**What is being asked:**
From the entries that follow, list every line in which the string "trim" appears.

**Material provided:**

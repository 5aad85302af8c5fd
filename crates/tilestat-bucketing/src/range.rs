//! Matching bucket bounds against caller-supplied ranges

use tilestat_core::{Error, Result};

/// Check whether a bucket overlaps the range `[lower, upper)`
///
/// A bucket starting exactly at `lower` always matches, which lets a
/// single-point range select a categorical bucket.
pub fn intersects_range((bucket_lower, bucket_upper): (f64, f64), lower: f64, upper: f64) -> bool {
    if bucket_lower == lower {
        return true;
    }
    !(bucket_lower >= upper || bucket_upper <= lower)
}

/// Check a bucket against parallel lists of range bounds
pub fn intersects_any(bounds: (f64, f64), lower: &[f64], upper: &[f64]) -> bool {
    lower
        .iter()
        .zip(upper)
        .any(|(&lo, &hi)| intersects_range(bounds, lo, hi))
}

/// Reject range lists of different lengths
pub fn check_ranges(lower: &[f64], upper: &[f64]) -> Result<()> {
    if lower.len() != upper.len() {
        return Err(Error::size_mismatch(
            lower.len(),
            upper.len(),
            "range filter bounds",
        ));
    }
    Ok(())
}
//! Textual bucketing-strategy descriptors
//!
//! Two equivalent forms are accepted:
//!
//! - query form: `name?key1=val1&key2=val2`, values percent-decoded
//! - path form: `name/key1/val1/key2/val2`
//!
//! A bare name (`log`, `categorical`) selects the variant's defaults.
//! Unknown names, unknown keys, unparsable numbers and malformed pairs are
//! rejected with [`Error::InvalidDescriptor`]; out-of-range parameters are
//! rejected by the strategy constructors.

use crate::logarithmic::{DecimalBuckets, LogBuckets, LogRegularBuckets};
use crate::regular::RegularBuckets;
use crate::strategy::BucketingStrategy;
use percent_encoding::percent_decode_str;
use tilestat_core::{Error, Result};

/// Parse a descriptor into a validated strategy
pub fn parse(text: &str) -> Result<BucketingStrategy> {
    let text = text.trim();
    let (name, rest) = match text.find(|c| c == '?' || c == '/') {
        Some(pos) => (&text[..pos], &text[pos + 1..]),
        None => (text, ""),
    };
    if name.is_empty() {
        return Err(Error::InvalidDescriptor(format!(
            "missing strategy name in '{text}'"
        )));
    }

    let params = parse_params(rest)?;
    let strategy = build(name, &params)?;
    log::debug!("bucketing strategy {strategy} from descriptor '{text}'");
    Ok(strategy)
}

fn decode(raw: &str) -> Result<String> {
    percent_decode_str(raw)
        .decode_utf8()
        .map(|s| s.into_owned())
        .map_err(|e| Error::InvalidDescriptor(format!("cannot decode '{raw}': {e}")))
}

fn parse_params(rest: &str) -> Result<Vec<(String, String)>> {
    let mut params = Vec::new();
    for segment in rest.split('&').filter(|s| !s.is_empty()) {
        if let Some((key, value)) = segment.split_once('=') {
            params.push((decode(key)?, decode(value)?));
            continue;
        }
        let tokens: Vec<&str> = segment.split('/').collect();
        if tokens.len() % 2 != 0 {
            return Err(Error::InvalidDescriptor(format!(
                "expected key/value pairs, got '{segment}'"
            )));
        }
        for pair in tokens.chunks(2) {
            params.push((decode(pair[0])?, decode(pair[1])?));
        }
    }

    if let Some((_, value)) = params.iter().find(|(k, _)| k.is_empty()) {
        return Err(Error::InvalidDescriptor(format!(
            "empty key for value '{value}'"
        )));
    }
    Ok(params)
}

fn number(key: &str, value: &str) -> Result<f64> {
    value.trim().parse::<f64>().map_err(|_| {
        Error::InvalidDescriptor(format!("{key}: cannot parse '{value}' as a number"))
    })
}

fn count(key: &str, value: &str) -> Result<u32> {
    let v = number(key, value)?;
    if !v.is_finite() || v.fract() != 0.0 || v < 0.0 || v > u32::MAX as f64 {
        return Err(Error::InvalidDescriptor(format!(
            "{key}: expected a whole number, got '{value}'"
        )));
    }
    Ok(v as u32)
}

fn number_list(key: &str, value: &str) -> Result<Vec<f64>> {
    if value.trim().is_empty() {
        return Ok(Vec::new());
    }
    value.split(',').map(|item| number(key, item)).collect()
}

fn unknown_key(name: &str, key: &str) -> Error {
    Error::InvalidDescriptor(format!("unknown key '{key}' for strategy '{name}'"))
}

/// Apply `base`, `n`/`root` and `scale` over a set of defaults
fn log_params(
    name: &str,
    params: &[(String, String)],
    (mut base, mut n, mut scale): (f64, u32, f64),
) -> Result<(f64, u32, f64)> {
    for (key, value) in params {
        match key.as_str() {
            "base" => base = number(key, value)?,
            "n" | "root" => n = count(key, value)?,
            "scale" => scale = number(key, value)?,
            _ => return Err(unknown_key(name, key)),
        }
    }
    Ok((base, n, scale))
}

fn build(name: &str, params: &[(String, String)]) -> Result<BucketingStrategy> {
    match name.to_ascii_lowercase().as_str() {
        "categorical" => match params.first() {
            Some((key, _)) => Err(unknown_key(name, key)),
            None => Ok(BucketingStrategy::categorical()),
        },
        "log" => {
            let d = LogBuckets::default();
            let (base, n, scale) = log_params(name, params, (d.base(), d.n(), d.scale()))?;
            BucketingStrategy::log(base, n, scale)
        }
        "logregular" | "logquantile" => {
            let d = LogRegularBuckets::default();
            let (base, n, scale) = log_params(name, params, (d.base(), d.n(), d.scale()))?;
            BucketingStrategy::log_regular(base, n, scale)
        }
        "decimal" => {
            let d = DecimalBuckets::default();
            let (base, root, scale) = log_params(name, params, (d.base(), d.root(), d.scale()))?;
            BucketingStrategy::decimal(base, root, scale)
        }
        "regular" => {
            let d = RegularBuckets::default();
            let (mut origin, mut width) = (d.origin(), d.width());
            for (key, value) in params {
                match key.as_str() {
                    "origin" => origin = number(key, value)?,
                    "width" => width = number(key, value)?,
                    _ => return Err(unknown_key(name, key)),
                }
            }
            BucketingStrategy::regular(origin, width)
        }
        "explicit" => {
            let mut bounds = Vec::new();
            for (key, value) in params {
                match key.as_str() {
                    "bounds" => bounds = number_list(key, value)?,
                    _ => return Err(unknown_key(name, key)),
                }
            }
            BucketingStrategy::explicit(bounds)
        }
        _ => Err(Error::InvalidDescriptor(format!(
            "unknown bucketing strategy '{name}'"
        ))),
    }
}

#[cfg(test)]
mod tests {
    use super::*;

    #[test]
    fn test_bare_names_use_defaults() {
        assert_eq!(parse("log").unwrap(), BucketingStrategy::default());
        assert_eq!(parse("categorical").unwrap(), BucketingStrategy::Categorical);
        assert_eq!(
            parse("regular").unwrap(),
            BucketingStrategy::regular(0.0, 20.0).unwrap()
        );
        assert_eq!(
            parse("logRegular").unwrap(),
            BucketingStrategy::log_regular(10.0, 5, 0.1).unwrap()
        );
        assert_eq!(
            parse("decimal").unwrap(),
            BucketingStrategy::decimal(10.0, 3, 0.1).unwrap()
        );
        assert_eq!(parse("explicit").unwrap(), BucketingStrategy::explicit(vec![]).unwrap());
    }

    #[test]
    fn test_query_form() {
        assert_eq!(
            parse("regular?origin=5&width=10").unwrap(),
            BucketingStrategy::regular(5.0, 10.0).unwrap()
        );
        assert_eq!(
            parse("log?base=2&n=4").unwrap(),
            BucketingStrategy::log(2.0, 4, 0.1).unwrap()
        );
    }

    #[test]
    fn test_path_form() {
        assert_eq!(
            parse("regular/origin/5/width/10").unwrap(),
            BucketingStrategy::regular(5.0, 10.0).unwrap()
        );
        assert_eq!(
            parse("decimal/base/10/root/4/scale/1").unwrap(),
            BucketingStrategy::decimal(10.0, 4, 1.0).unwrap()
        );
    }

    #[test]
    fn test_log_quantile_alias() {
        assert_eq!(
            parse("logQuantile?n=3").unwrap(),
            BucketingStrategy::log_regular(10.0, 3, 0.1).unwrap()
        );
    }

    #[test]
    fn test_percent_decoding() {
        assert_eq!(
            parse("explicit?bounds=10%2C20%2C30").unwrap(),
            BucketingStrategy::explicit(vec![10.0, 20.0, 30.0]).unwrap()
        );
        assert_eq!(
            parse("regular?origin=%2D5").unwrap(),
            BucketingStrategy::regular(-5.0, 20.0).unwrap()
        );
    }

    #[test]
    fn test_explicit_bounds_with_infinity() {
        let strategy = parse("explicit?bounds=-3,-0.1,0,0.3,5,5000,Infinity").unwrap();
        assert_eq!(strategy.compute_bucket_bounds(0.1), (0.0, 0.3));
        assert_eq!(strategy.compute_bucket_bounds(6000.0), (5000.0, f64::INFINITY));
    }

    #[test]
    fn test_descriptor_errors() {
        assert!(matches!(parse("cubic"), Err(Error::InvalidDescriptor(_))));
        assert!(matches!(parse(""), Err(Error::InvalidDescriptor(_))));
        assert!(matches!(parse("?base=10"), Err(Error::InvalidDescriptor(_))));
        assert!(matches!(parse("log?width=3"), Err(Error::InvalidDescriptor(_))));
        assert!(matches!(parse("log?base=ten"), Err(Error::InvalidDescriptor(_))));
        assert!(matches!(parse("log?n=2.5"), Err(Error::InvalidDescriptor(_))));
        assert!(matches!(parse("log/base/10/n"), Err(Error::InvalidDescriptor(_))));
        assert!(matches!(parse("categorical?n=3"), Err(Error::InvalidDescriptor(_))));
    }

    #[test]
    fn test_configuration_errors() {
        assert!(matches!(parse("explicit/bounds/30,30"), Err(Error::InvalidParameter(_))));
        assert!(matches!(parse("log?base=1"), Err(Error::InvalidParameter(_))));
        assert!(matches!(parse("regular?width=0"), Err(Error::InvalidParameter(_))));
        assert!(matches!(parse("logRegular?n=10"), Err(Error::InvalidParameter(_))));
    }
}
//! Logarithmic bucketing families
//!
//! All three strategies here enumerate their bucket boundaries with an
//! integer index `i` and a monotone function `lower_bound(i)`. The bucket of
//! index `i` is `[lower_bound(i), lower_bound(i + 1))`, so neighbouring
//! buckets always share the exact same `f64` boundary.
//!
//! Values in `[0, scale)` fall in the bucket `[0, scale)`. Negative values
//! are mapped through their magnitude onto the mirrored bucket, with the
//! inequalities flipped so the mirrored bucket is still closed on its lower
//! end.

use tilestat_core::{Error, Result};

/// Slack added to the estimated bucket index before truncation
const INDEX_EPSILON: f64 = 1e-9;

/// Boundary enumeration shared by the logarithmic families
trait IndexedBounds {
    /// Lower bound of bucket `index` for `index >= 0`
    fn lower_bound(&self, index: i64) -> f64;

    /// Estimate of the index of the bucket holding `magnitude >= scale`
    ///
    /// The estimate may be off after rounding, or far off once lower bounds
    /// overflow; callers correct it against `lower_bound`.
    fn index_estimate(&self, magnitude: f64) -> i64;
}

/// Index bound keeping `index + 1` exact in both `i64` and `f64`
const MAX_INDEX: i64 = 1 << 53;

/// Single steps tried around the estimate before falling back to bisection
const CORRECTION_STEPS: usize = 2;

/// Largest `i >= 0` for which `fits(i)` holds, given that `fits(0)` does and
/// `fits` is monotone (true up to some index, false after it)
fn locate<F: Fn(i64) -> bool>(estimate: i64, fits: F) -> i64 {
    let mut i = estimate.clamp(0, MAX_INDEX);
    for _ in 0..CORRECTION_STEPS {
        if i > 0 && !fits(i) {
            i -= 1;
        } else if i < MAX_INDEX && fits(i + 1) {
            i += 1;
        } else {
            return i;
        }
    }

    // the estimate was far off, e.g. lower bounds overflowing to infinity
    let (mut lo, mut hi) = (0, i.max(1));
    while fits(hi) {
        if hi == MAX_INDEX {
            return hi;
        }
        lo = hi;
        hi = hi.saturating_mul(2).min(MAX_INDEX);
    }
    while hi - lo > 1 {
        let mid = lo + (hi - lo) / 2;
        if fits(mid) {
            lo = mid;
        } else {
            hi = mid;
        }
    }
    lo
}

fn indexed_bounds<B: IndexedBounds>(buckets: &B, value: f64) -> (f64, f64) {
    let first = buckets.lower_bound(0);

    if value >= 0.0 {
        if value < first {
            return (0.0, first);
        }
        // lower_bound(i) <= value < lower_bound(i + 1)
        let i = locate(buckets.index_estimate(value), |i| {
            buckets.lower_bound(i) <= value
        });
        (buckets.lower_bound(i), buckets.lower_bound(i + 1))
    } else {
        let magnitude = -value;
        if magnitude <= first {
            return (-first, 0.0);
        }
        // lower_bound(i) < magnitude <= lower_bound(i + 1)
        let i = locate(buckets.index_estimate(magnitude), |i| {
            buckets.lower_bound(i) < magnitude
        });
        (-buckets.lower_bound(i + 1), -buckets.lower_bound(i))
    }
}

/// `log_base(magnitude / scale)` without overflowing the quotient
fn scaled_log(magnitude: f64, base: f64, scale: f64) -> f64 {
    (magnitude.ln() - scale.ln()) / base.ln()
}

fn check_common(base: f64, n: u32, scale: f64) -> Result<()> {
    if !base.is_finite() || base <= 1.0 {
        return Err(Error::InvalidParameter(format!(
            "base must be finite and greater than 1, got {base}"
        )));
    }
    if n < 1 {
        return Err(Error::InvalidParameter(
            "number of sub-buckets must be at least 1".to_string(),
        ));
    }
    if !scale.is_finite() || scale < f64::MIN_POSITIVE {
        return Err(Error::InvalidParameter(format!(
            "scale must be finite and positive, got {scale}"
        )));
    }
    Ok(())
}

/// Geometric buckets: `n` buckets per power of `base`
///
/// Bucket `i` starts at `base^(i/n) * scale`.
#[derive(Debug, Clone, Copy, PartialEq)]
pub struct LogBuckets {
    base: f64,
    n: u32,
    scale: f64,
}

impl Default for LogBuckets {
    fn default() -> Self {
        Self {
            base: 10.0,
            n: 3,
            scale: 0.1,
        }
    }
}

impl LogBuckets {
    pub fn new(base: f64, n: u32, scale: f64) -> Result<Self> {
        let buckets = Self { base, n, scale };
        buckets.validate()?;
        Ok(buckets)
    }

    pub fn validate(&self) -> Result<()> {
        check_common(self.base, self.n, self.scale)
    }

    pub fn base(&self) -> f64 {
        self.base
    }

    pub fn n(&self) -> u32 {
        self.n
    }

    pub fn scale(&self) -> f64 {
        self.scale
    }

    /// Bounds of the bucket holding a finite `value`
    pub fn bounds(&self, value: f64) -> (f64, f64) {
        indexed_bounds(self, value)
    }
}

impl IndexedBounds for LogBuckets {
    fn lower_bound(&self, index: i64) -> f64 {
        self.base.powf(index as f64 / self.n as f64) * self.scale
    }

    fn index_estimate(&self, magnitude: f64) -> i64 {
        let log = scaled_log(magnitude, self.base, self.scale);
        (log * self.n as f64 + INDEX_EPSILON).floor() as i64
    }
}

/// Each power of `base` split into `n` equal-width buckets
///
/// The sub-buckets of order `d` are aligned on multiples of
/// `scale * base^(d+1) / n`, so the first bucket of every order is narrower
/// than the others: `[scale * base^d, scale * base^(d+1) / n)`.
#[derive(Debug, Clone, Copy, PartialEq)]
pub struct LogRegularBuckets {
    base: f64,
    n: u32,
    scale: f64,
}

impl Default for LogRegularBuckets {
    fn default() -> Self {
        Self {
            base: 10.0,
            n: 5,
            scale: 0.1,
        }
    }
}

impl LogRegularBuckets {
    pub fn new(base: f64, n: u32, scale: f64) -> Result<Self> {
        let buckets = Self { base, n, scale };
        buckets.validate()?;
        Ok(buckets)
    }

    pub fn validate(&self) -> Result<()> {
        check_common(self.base, self.n, self.scale)?;
        // the first sub-bucket of each order would otherwise be empty or inverted
        if self.base - (self.n as f64) < 0.1 {
            return Err(Error::InvalidParameter(format!(
                "base ({}) must exceed the number of sub-buckets ({}) by at least 0.1",
                self.base, self.n
            )));
        }
        Ok(())
    }

    pub fn base(&self) -> f64 {
        self.base
    }

    pub fn n(&self) -> u32 {
        self.n
    }

    pub fn scale(&self) -> f64 {
        self.scale
    }

    pub fn bounds(&self, value: f64) -> (f64, f64) {
        indexed_bounds(self, value)
    }
}

impl IndexedBounds for LogRegularBuckets {
    fn lower_bound(&self, index: i64) -> f64 {
        let n = self.n as i64;
        let order = index.div_euclid(n);
        let rem = index.rem_euclid(n);
        if rem == 0 {
            self.scale * self.base.powf(order as f64)
        } else {
            self.scale * self.base.powf((order + 1) as f64) * rem as f64 / self.n as f64
        }
    }

    fn index_estimate(&self, magnitude: f64) -> i64 {
        let log = scaled_log(magnitude, self.base, self.scale) + INDEX_EPSILON;
        let order = log.floor();
        let sub = (self.n as f64 * self.base.powf(log - order) / self.base).floor();
        (order * self.n as f64) as i64 + (sub as i64).clamp(0, self.n as i64 - 1)
    }
}

/// Each power of `base` split into `root` equal-width buckets aligned on the
/// start of the order
///
/// Order `d` covers `[scale * base^d, scale * base^(d+1))` and its
/// sub-buckets have width `scale * base^d * (base - 1) / root`.
#[derive(Debug, Clone, Copy, PartialEq)]
pub struct DecimalBuckets {
    base: f64,
    root: u32,
    scale: f64,
}

impl Default for DecimalBuckets {
    fn default() -> Self {
        Self {
            base: 10.0,
            root: 3,
            scale: 0.1,
        }
    }
}

impl DecimalBuckets {
    pub fn new(base: f64, root: u32, scale: f64) -> Result<Self> {
        let buckets = Self { base, root, scale };
        buckets.validate()?;
        Ok(buckets)
    }

    pub fn validate(&self) -> Result<()> {
        check_common(self.base, self.root, self.scale)
    }

    pub fn base(&self) -> f64 {
        self.base
    }

    pub fn root(&self) -> u32 {
        self.root
    }

    pub fn scale(&self) -> f64 {
        self.scale
    }

    pub fn bounds(&self, value: f64) -> (f64, f64) {
        indexed_bounds(self, value)
    }
}

impl IndexedBounds for DecimalBuckets {
    fn lower_bound(&self, index: i64) -> f64 {
        let root = self.root as i64;
        let order = index.div_euclid(root);
        let rem = index.rem_euclid(root);
        let start = self.scale * self.base.powf(order as f64);
        if rem == 0 {
            start
        } else {
            start * (1.0 + rem as f64 * (self.base - 1.0) / self.root as f64)
        }
    }

    fn index_estimate(&self, magnitude: f64) -> i64 {
        let log = scaled_log(magnitude, self.base, self.scale) + INDEX_EPSILON;
        let order = log.floor();
        let start = self.scale * self.base.powf(order);
        let sub = ((magnitude / start - 1.0) * self.root as f64 / (self.base - 1.0)).floor();
        (order * self.root as f64) as i64 + (sub as i64).clamp(0, self.root as i64 - 1)
    }
}

#[cfg(test)]
mod tests {
    use super::*;
    use approx::assert_relative_eq;

    fn assert_bounds(actual: (f64, f64), expected: (f64, f64)) {
        assert_relative_eq!(actual.0, expected.0, max_relative = 1e-9);
        assert_relative_eq!(actual.1, expected.1, max_relative = 1e-9);
    }

    #[test]
    fn test_log_defaults() {
        let log = LogBuckets::default();
        assert_bounds(log.bounds(5.0), (4.6415888336, 10.0));
        assert_bounds(log.bounds(-5.0), (-10.0, -4.6415888336));
        assert_eq!(log.bounds(0.0), (0.0, 0.1));
        assert_eq!(log.bounds(0.05), (0.0, 0.1));
        assert_eq!(log.bounds(-0.05), (-0.1, 0.0));
    }

    #[test]
    fn test_log_value_on_boundary() {
        let log = LogBuckets::new(10.0, 1, 1.0).unwrap();
        assert_eq!(log.bounds(10.0), (10.0, 100.0));
        assert_eq!(log.bounds(-10.0), (-10.0, -1.0));
        assert_eq!(log.bounds(1.0), (1.0, 10.0));
        assert_eq!(log.bounds(-1.0), (-1.0, 0.0));
    }

    #[test]
    fn test_log_validation() {
        assert!(LogBuckets::new(1.0, 3, 0.1).is_err());
        assert!(LogBuckets::new(0.5, 3, 0.1).is_err());
        assert!(LogBuckets::new(10.0, 0, 0.1).is_err());
        assert!(LogBuckets::new(10.0, 3, 0.0).is_err());
        assert!(LogBuckets::new(f64::INFINITY, 3, 0.1).is_err());
        assert!(LogBuckets::new(f64::NAN, 3, 0.1).is_err());
        assert!(LogBuckets::new(2.0, 1, 1e-300).is_ok());
    }

    #[test]
    fn test_log_regular_lower_bounds() {
        let lr = LogRegularBuckets::new(10.0, 3, 0.1).unwrap();
        assert_relative_eq!(lr.lower_bound(1), 0.333333333, max_relative = 1e-6);
        assert_relative_eq!(lr.lower_bound(7), 33.3333333, max_relative = 1e-6);
        assert_relative_eq!(lr.lower_bound(11), 666.666667, max_relative = 1e-6);
    }

    #[test]
    fn test_log_regular_indices() {
        let lr = LogRegularBuckets::new(10.0, 3, 0.1).unwrap();
        let index = |v: f64| {
            let (lower, _) = lr.bounds(v);
            (0..40).find(|&i| lr.lower_bound(i) == lower).unwrap()
        };
        assert_eq!(index(0.1), 0);
        assert_eq!(index(0.4), 1);
        assert_eq!(index(40.0), 7);
        assert_eq!(index(200.0), 9);
        assert_eq!(index(300.0), 9);
        assert_eq!(index(800.0), 11);
    }

    #[test]
    fn test_log_regular_bounds() {
        let lr = LogRegularBuckets::new(10.0, 3, 0.1).unwrap();
        assert_bounds(lr.bounds(5.0), (3.3333333333, 6.6666666667));
        assert_bounds(lr.bounds(-5.0), (-6.6666666667, -3.3333333333));
        assert_eq!(lr.bounds(0.0), (0.0, 0.1));
        assert_eq!(lr.bounds(-0.05), (-0.1, 0.0));
    }

    #[test]
    fn test_log_regular_default_widths() {
        let lr = LogRegularBuckets::default();
        let mut previous = lr.lower_bound(0);
        for i in 1..30 {
            let next = lr.lower_bound(i);
            assert!(next - previous >= 0.05, "bucket {i} too narrow");
            previous = next;
        }
    }

    #[test]
    fn test_log_regular_validation() {
        assert!(LogRegularBuckets::new(10.0, 10, 0.1).is_err());
        assert!(LogRegularBuckets::new(10.0, 9, 0.1).is_ok());
        assert!(LogRegularBuckets::new(3.05, 3, 0.1).is_err());
    }

    #[test]
    fn test_decimal_bounds() {
        let dec = DecimalBuckets::default();
        // order [1, 10) split into [1, 4), [4, 7), [7, 10)
        assert_bounds(dec.bounds(5.0), (4.0, 7.0));
        assert_bounds(dec.bounds(9.99), (7.0, 10.0));
        assert_bounds(dec.bounds(10.0), (10.0, 40.0));
        assert_bounds(dec.bounds(-5.0), (-7.0, -4.0));
        assert_eq!(dec.bounds(0.01), (0.0, 0.1));
    }

    #[test]
    fn test_lower_bounds_are_monotone() {
        let log = LogBuckets::default();
        let lr = LogRegularBuckets::default();
        let dec = DecimalBuckets::default();
        for i in 0..200 {
            assert!(log.lower_bound(i) < log.lower_bound(i + 1));
            assert!(lr.lower_bound(i) < lr.lower_bound(i + 1));
            assert!(dec.lower_bound(i) < dec.lower_bound(i + 1));
        }
    }

    #[test]
    fn test_extreme_magnitudes_terminate() {
        let log = LogBuckets::default();
        let lr = LogRegularBuckets::default();
        let dec = DecimalBuckets::default();
        for value in [5e307, f64::MAX, -f64::MAX, -5e307] {
            for (lower, upper) in [log.bounds(value), lr.bounds(value), dec.bounds(value)] {
                assert!(lower <= value && value < upper, "{value} not in [{lower}, {upper})");
            }
        }

        // the top bucket is open ended
        assert_eq!(log.bounds(f64::MAX).1, f64::INFINITY);
        assert_eq!(log.bounds(-f64::MAX).0, f64::NEG_INFINITY);
        assert_bounds(dec.bounds(f64::MAX), (7e307, f64::INFINITY));
        assert_bounds(log.bounds(2e307), (1e307, 2.1544346900318837e307));
    }

    #[test]
    fn test_overflowing_lower_bounds_fall_back_to_search() {
        // the estimate lands far past the last finite lower bound
        let fine = LogBuckets::new(2.0, 1000, 1e-300).unwrap();
        let (lower, upper) = fine.bounds(f64::MAX);
        assert!(lower.is_finite() && lower <= f64::MAX);
        assert_eq!(upper, f64::INFINITY);

        let (lower, upper) = fine.bounds(-f64::MAX);
        assert_eq!(lower, f64::NEG_INFINITY);
        assert!(upper.is_finite() && upper < 0.0);
    }
}
//! Error types for foldable raster statistics
//!
//! Provides a unified error type for all tilestat crates. Every variant is a
//! configuration or precondition failure; nothing here is transient.

use thiserror::Error;

/// Core error type for aggregate construction and folding
#[derive(Error, Debug)]
pub enum Error {
    /// Invalid parameter provided to a constructor (e.g. a log base <= 1)
    #[error("Invalid parameter: {0}")]
    InvalidParameter(String),

    /// Malformed bucketing-strategy descriptor or unknown strategy/key
    #[error("Invalid descriptor: {0}")]
    InvalidDescriptor(String),

    /// Two aggregates that cannot be folded together
    #[error("Incompatible aggregates: {0}")]
    Incompatible(String),

    /// Invalid input data, e.g. a sample with the wrong number of components
    #[error("Invalid input: {0}")]
    InvalidInput(String),

    /// Serialization error at the persistence boundary
    #[error("Serialization error: {0}")]
    Serialization(#[from] serde_json::Error),

    /// Other errors
    #[error("Other error: {0}")]
    Other(#[from] anyhow::Error),
}

/// Result type alias using our Error type
pub type Result<T> = std::result::Result<T, Error>;

// Helper functions for common error patterns

impl Error {
    /// Create an error for size mismatch
    pub fn size_mismatch(expected: usize, actual: usize, context: &str) -> Self {
        Self::InvalidInput(format!(
            "Size mismatch in {context}: expected {expected}, got {actual}"
        ))
    }

    /// Create an error for folding operands with differing component counts
    pub fn component_mismatch(expected: usize, actual: usize, context: &str) -> Self {
        Self::Incompatible(format!(
            "{context}: component counts differ: {expected} vs {actual}"
        ))
    }

    /// Create an error for folding operands built with different strategies
    pub fn incompatible_strategies(context: &str, ours: &str, theirs: &str) -> Self {
        Self::Incompatible(format!(
            "{context}: bucketing strategies differ: {ours} vs {theirs}"
        ))
    }
}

**Result of this exercise:**
    let text = text.trim();
    value.trim().parse::<f64>().map_err(|_| {
    if value.trim().is_empty() {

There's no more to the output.